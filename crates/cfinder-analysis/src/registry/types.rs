//! Model registry types.

use serde::{Deserialize, Serialize};

/// Typed lookup outcome. Unknown classes and fields are ordinary results,
/// never errors.
#[derive(Debug, Clone, PartialEq, Eq)]
pub enum Lookup<T> {
    Found(T),
    NotFound,
}

impl<T> Lookup<T> {
    pub fn found(self) -> Option<T> {
        match self {
            Lookup::Found(v) => Some(v),
            Lookup::NotFound => None,
        }
    }

    pub fn is_found(&self) -> bool {
        matches!(self, Lookup::Found(_))
    }

    pub fn map<U>(self, f: impl FnOnce(T) -> U) -> Lookup<U> {
        match self {
            Lookup::Found(v) => Lookup::Found(f(v)),
            Lookup::NotFound => Lookup::NotFound,
        }
    }
}

impl<T> From<Option<T>> for Lookup<T> {
    fn from(value: Option<T>) -> Self {
        match value {
            Some(v) => Lookup::Found(v),
            None => Lookup::NotFound,
        }
    }
}

/// Relationship flavors.
#[derive(Debug, Clone, Copy, PartialEq, Eq, Hash, PartialOrd, Ord, Serialize, Deserialize)]
#[serde(rename_all = "snake_case")]
pub enum RelationKind {
    ForeignKey,
    OneToOne,
    ManyToMany,
}

/// Referential action on delete of the referenced row.
#[derive(Debug, Clone, Copy, PartialEq, Eq, Hash, PartialOrd, Ord, Serialize, Deserialize)]
#[serde(rename_all = "SCREAMING_SNAKE_CASE")]
pub enum DeleteBehavior {
    Cascade,
    SetNull,
    SetDefault,
    Restrict,
    NoAction,
}

impl DeleteBehavior {
    /// Parse Django (`models.CASCADE`, `PROTECT`, `DO_NOTHING`) and SQL
    /// (`CASCADE`, `SET NULL`, `NO ACTION`) spellings.
    pub fn parse(raw: &str) -> Option<Self> {
        let tail = raw.rsplit('.').next().unwrap_or(raw);
        let norm = tail.trim().to_ascii_uppercase().replace([' ', '-'], "_");
        match norm.as_str() {
            "CASCADE" => Some(Self::Cascade),
            "SET_NULL" => Some(Self::SetNull),
            "SET_DEFAULT" => Some(Self::SetDefault),
            "RESTRICT" | "PROTECT" => Some(Self::Restrict),
            "NO_ACTION" | "DO_NOTHING" => Some(Self::NoAction),
            _ => None,
        }
    }
}

/// Raw relationship declaration of a field.
#[derive(Debug, Clone, PartialEq, Eq, Serialize, Deserialize)]
pub struct RelationTarget {
    /// Target as written: `"self"`, `"Model"`, `"app.Model"`, `module.Model`.
    pub target: String,
    pub kind: RelationKind,
    pub on_delete: Option<DeleteBehavior>,
    /// Explicit many-to-many through model.
    pub through: Option<String>,
    /// `to_field=`; the primary key when absent.
    pub to_field: Option<String>,
}

/// One declared field.
#[derive(Debug, Clone, PartialEq, Eq, Serialize, Deserialize)]
pub struct FieldDefinition {
    pub name: String,
    /// Attribute name: `<name>_id` for FK/one-to-one, else the name.
    pub attname: String,
    /// Database column; `None` for many-to-many fields.
    pub column: Option<String>,
    pub field_type: String,
    pub nullable: bool,
    pub unique: bool,
    pub primary_key: bool,
    pub relation: Option<RelationTarget>,
    pub line: u32,
}

impl FieldDefinition {
    /// The implicit `id` primary key.
    pub fn implicit_id() -> Self {
        Self {
            name: "id".to_string(),
            attname: "id".to_string(),
            column: Some("id".to_string()),
            field_type: "AutoField".to_string(),
            nullable: false,
            unique: true,
            primary_key: true,
            relation: None,
            line: 0,
        }
    }

    pub fn is_many_to_many(&self) -> bool {
        matches!(&self.relation, Some(r) if r.kind == RelationKind::ManyToMany)
    }
}

/// `Meta.constraints` entry.
#[derive(Debug, Clone, PartialEq, Eq, Serialize, Deserialize)]
pub enum MetaConstraint {
    Unique {
        name: Option<String>,
        fields: Vec<String>,
    },
    Check {
        name: Option<String>,
        fields: Vec<String>,
        predicate: String,
    },
}

/// A class as declared in one file, before inheritance is resolved.
#[derive(Debug, Clone, PartialEq, Eq)]
pub struct DeclaredClass {
    pub name: String,
    pub app_label: String,
    pub file: String,
    pub line: u32,
    /// Base expressions as dotted names.
    pub bases: Vec<String>,
    pub fields: Vec<FieldDefinition>,
    pub db_table: Option<String>,
    pub is_abstract: bool,
    pub has_meta: bool,
    pub unique_together: Vec<Vec<String>>,
    pub constraints: Vec<MetaConstraint>,
}

impl DeclaredClass {
    pub fn qualified_name(&self) -> String {
        format!("{}.{}", self.app_label, self.name)
    }
}

/// A data model with inheritance resolved.
#[derive(Debug, Clone, PartialEq, Eq, Serialize, Deserialize)]
pub struct ModelDefinition {
    pub name: String,
    pub qualified_name: String,
    pub app_label: String,
    pub table: String,
    pub is_abstract: bool,
    /// Own fields plus fields inherited from abstract bases, in order.
    pub fields: Vec<FieldDefinition>,
    pub bases: Vec<String>,
    /// Qualified name of the concrete parent (multi-table inheritance).
    pub concrete_parent: Option<String>,
    pub unique_together: Vec<Vec<String>>,
    pub constraints: Vec<MetaConstraint>,
    pub file: String,
    pub line: u32,
}

impl ModelDefinition {
    /// The primary key field (declared, parent link, or implicit `id`).
    pub fn primary_key(&self) -> Option<&FieldDefinition> {
        self.fields.iter().find(|f| f.primary_key)
    }

    pub fn own_field(&self, name: &str) -> Option<&FieldDefinition> {
        self.fields
            .iter()
            .find(|f| f.name == name)
            .or_else(|| self.fields.iter().find(|f| f.attname == name))
            .or_else(|| {
                self.fields
                    .iter()
                    .find(|f| f.relation.is_some() && f.column.as_deref() == Some(name))
            })
    }
}

/// Where a field lives in the database.
#[derive(Debug, Clone, PartialEq, Eq)]
pub struct FieldLocation {
    /// Qualified name of the model that stores the column.
    pub model: String,
    pub table: String,
    /// `None` for many-to-many fields.
    pub column: Option<String>,
    pub field: FieldDefinition,
}

impl FieldLocation {
    pub fn nullable(&self) -> bool {
        self.field.nullable
    }
}

/// Join table of a many-to-many field.
#[derive(Debug, Clone, PartialEq, Eq)]
pub struct ThroughTable {
    pub table: String,
    pub source_column: String,
    pub target_column: String,
}

#[cfg(test)]
mod tests {
    use super::*;

    #[test]
    fn delete_behavior_spellings() {
        assert_eq!(DeleteBehavior::parse("models.CASCADE"), Some(DeleteBehavior::Cascade));
        assert_eq!(DeleteBehavior::parse("PROTECT"), Some(DeleteBehavior::Restrict));
        assert_eq!(DeleteBehavior::parse("set null"), Some(DeleteBehavior::SetNull));
        assert_eq!(DeleteBehavior::parse("DO_NOTHING"), Some(DeleteBehavior::NoAction));
        assert_eq!(DeleteBehavior::parse("models.SET"), None);
    }
}
//! Observability for CFinder.
//! `tracing` crate with `EnvFilter`, per-module log levels.

pub mod setup;

pub use setup::init_tracing;
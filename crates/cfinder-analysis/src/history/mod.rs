//! History-issue mode: runs inference over a fixed dataset of snippets and
//! measures how many of the constraints that fixed past issues are found.

pub mod manifest;
pub mod report;

use std::path::Path;
use std::time::Instant;

use rayon::prelude::*;

use cfinder_core::errors::{Diagnostic, DiagnosticScope, PipelineError, ScanError};

use crate::comparator::MatchOutcome;
use crate::pipeline::{AnalysisEngine, CatalogInfo};
use crate::resolver::ConstraintCandidate;
use crate::scanner::{self, Application, SourceUnit};

pub use manifest::{HistoryApplication, HistoryIssue, HistoryManifest};
pub use report::{HistoryReport, IssueOutcome, KindRecall, RecallSummary};

/// Evaluates a history dataset with a configured engine.
pub struct HistoryRunner<'e> {
    engine: &'e AnalysisEngine,
}

impl<'e> HistoryRunner<'e> {
    pub fn new(engine: &'e AnalysisEngine) -> Self {
        Self { engine }
    }

    /// Load the manifest at `path` and evaluate it. An invalid manifest
    /// aborts the run.
    pub fn run(&self, path: &Path) -> Result<HistoryReport, PipelineError> {
        let manifest = HistoryManifest::load(path)?;
        Ok(self.evaluate(&manifest, path))
    }

    pub fn evaluate(&self, manifest: &HistoryManifest, path: &Path) -> HistoryReport {
        let started = Instant::now();
        tracing::info!(
            manifest = %path.display(),
            applications = manifest.applications.len(),
            issues = manifest.issues.len(),
            "history run started"
        );

        let per_app: Vec<(Vec<IssueOutcome>, Vec<Diagnostic>)> = manifest
            .applications
            .par_iter()
            .map(|app| self.evaluate_application(manifest, app))
            .collect();

        let mut issues = Vec::new();
        let mut diagnostics = Vec::new();
        for (outcomes, diags) in per_app {
            issues.extend(outcomes);
            diagnostics.extend(diags);
        }
        issues.sort_by(|a, b| a.id.cmp(&b.id));
        diagnostics.sort();

        let summary = RecallSummary::from_outcomes(&issues);
        let elapsed_ms = started.elapsed().as_millis() as u64;
        tracing::info!(
            total = summary.total,
            matched = summary.matched,
            recall = summary.recall.unwrap_or(0.0),
            elapsed_ms,
            "history run complete"
        );
        HistoryReport {
            version: cfinder_core::constants::VERSION.to_string(),
            manifest: path.to_path_buf(),
            catalog: CatalogInfo::of(self.engine.catalog()),
            issues,
            summary,
            diagnostics,
            elapsed_ms,
        }
    }

    fn evaluate_application(
        &self,
        manifest: &HistoryManifest,
        app: &HistoryApplication,
    ) -> (Vec<IssueOutcome>, Vec<Diagnostic>) {
        let application = Application::new(app.id.as_str(), app.dir.as_path());
        let (units, mut diagnostics) = match scanner::load_sources(&application, &self.engine.config().scan) {
            Ok((sources, diagnostics)) => (sources.units, diagnostics),
            Err(error) => (Vec::new(), vec![app_diagnostic(&app.id, &error)]),
        };

        let mut model_units = Vec::new();
        for path in &app.models {
            match read_model_file(&app.id, path) {
                Ok(unit) => model_units.push(unit),
                Err(error) => diagnostics.push(app_diagnostic(&app.id, &error)),
            }
        }
        let external = self.engine.declared_classes(&model_units);
        diagnostics.extend(external.diagnostics);

        let inference = self.engine.infer(&app.id, &units, external.data);
        diagnostics.extend(inference.diagnostics);
        diagnostics.extend(inference.resolution.diagnostics.iter().cloned());
        for diagnostic in &diagnostics {
            diagnostic.log();
        }

        let outcomes = manifest
            .issues_of(&app.id)
            .filter_map(|issue| self.evaluate_issue(issue, &inference.resolution.candidates))
            .collect();
        (outcomes, diagnostics)
    }

    fn evaluate_issue(&self, issue: &HistoryIssue, candidates: &[ConstraintCandidate]) -> Option<IssueOutcome> {
        let expected = issue.expected().ok()?;
        let comparator = self.engine.comparator();
        let hit = candidates.iter().find(|candidate| {
            candidate.identity.kind == issue.kind
                && issue.accepts_files(candidate.files().into_iter())
                && comparator.outcome(&candidate.identity, candidate.delete_behavior, &expected)
                    == MatchOutcome::Match
        });
        tracing::debug!(issue = %issue.id, matched = hit.is_some(), "issue evaluated");
        Some(IssueOutcome {
            id: issue.id.clone(),
            app: issue.app.clone(),
            kind: issue.kind,
            expected: expected.identity,
            matched: hit.is_some(),
            candidate: hit.map(|c| c.identity.clone()),
            pattern_ids: hit
                .map(|c| c.pattern_ids().into_iter().map(str::to_string).collect())
                .unwrap_or_default(),
        })
    }
}

/// Load a model file declared outside the snippet directory. Its parent
/// directory stays in the relative path so the app label is derived from it.
fn read_model_file(app: &str, path: &Path) -> Result<SourceUnit, ScanError> {
    let text = std::fs::read_to_string(path).map_err(|e| ScanError::IoError {
        path: path.to_path_buf(),
        source: e,
    })?;
    let base = path.parent().and_then(Path::parent).unwrap_or_else(|| Path::new(""));
    let mut unit = SourceUnit::from_text(app, &scanner::rel_path(base, path), &text);
    unit.path = path.to_path_buf();
    Ok(unit)
}

fn app_diagnostic(app: &str, error: &ScanError) -> Diagnostic {
    Diagnostic::from_error(
        DiagnosticScope::Application {
            app: app.to_string(),
        },
        error,
    )
}
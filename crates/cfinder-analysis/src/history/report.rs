//! History-mode output.

use std::path::PathBuf;

use serde::{Deserialize, Serialize};

use cfinder_core::errors::Diagnostic;

use crate::comparator::types::percentage;
use crate::constraints::{ConstraintIdentity, ConstraintKind};
use crate::pipeline::CatalogInfo;

/// Outcome for one issue of the dataset.
#[derive(Debug, Clone, PartialEq, Serialize, Deserialize)]
pub struct IssueOutcome {
    pub id: String,
    pub app: String,
    pub kind: ConstraintKind,
    pub expected: ConstraintIdentity,
    pub matched: bool,
    #[serde(default, skip_serializing_if = "Option::is_none")]
    pub candidate: Option<ConstraintIdentity>,
    #[serde(default, skip_serializing_if = "Vec::is_empty")]
    pub pattern_ids: Vec<String>,
}

#[derive(Debug, Clone, PartialEq, Serialize, Deserialize)]
pub struct KindRecall {
    pub kind: ConstraintKind,
    pub total: usize,
    pub matched: usize,
    pub recall: Option<f64>,
}

#[derive(Debug, Clone, PartialEq, Serialize, Deserialize)]
pub struct RecallSummary {
    pub total: usize,
    pub matched: usize,
    pub recall: Option<f64>,
    pub per_kind: Vec<KindRecall>,
}

impl RecallSummary {
    pub fn from_outcomes(outcomes: &[IssueOutcome]) -> Self {
        let per_kind = ConstraintKind::ALL
            .iter()
            .map(|&kind| {
                let of_kind = outcomes.iter().filter(|o| o.kind == kind);
                let total = of_kind.clone().count();
                let matched = of_kind.filter(|o| o.matched).count();
                KindRecall {
                    kind,
                    total,
                    matched,
                    recall: percentage(matched, total),
                }
            })
            .collect();
        let matched = outcomes.iter().filter(|o| o.matched).count();
        Self {
            total: outcomes.len(),
            matched,
            recall: percentage(matched, outcomes.len()),
            per_kind,
        }
    }
}

/// Complete output of `cfinder history`.
#[derive(Debug, Clone, Serialize, Deserialize)]
pub struct HistoryReport {
    pub version: String,
    pub manifest: PathBuf,
    pub catalog: CatalogInfo,
    /// Sorted by issue id.
    pub issues: Vec<IssueOutcome>,
    pub summary: RecallSummary,
    pub diagnostics: Vec<Diagnostic>,
    pub elapsed_ms: u64,
}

# # # # # # #

*WHAT YOU NEED TO DO*
Your reply should consist solely of the number of lines above that contain the word "IssueOutcome".

*SOLVED EXERCISE*
8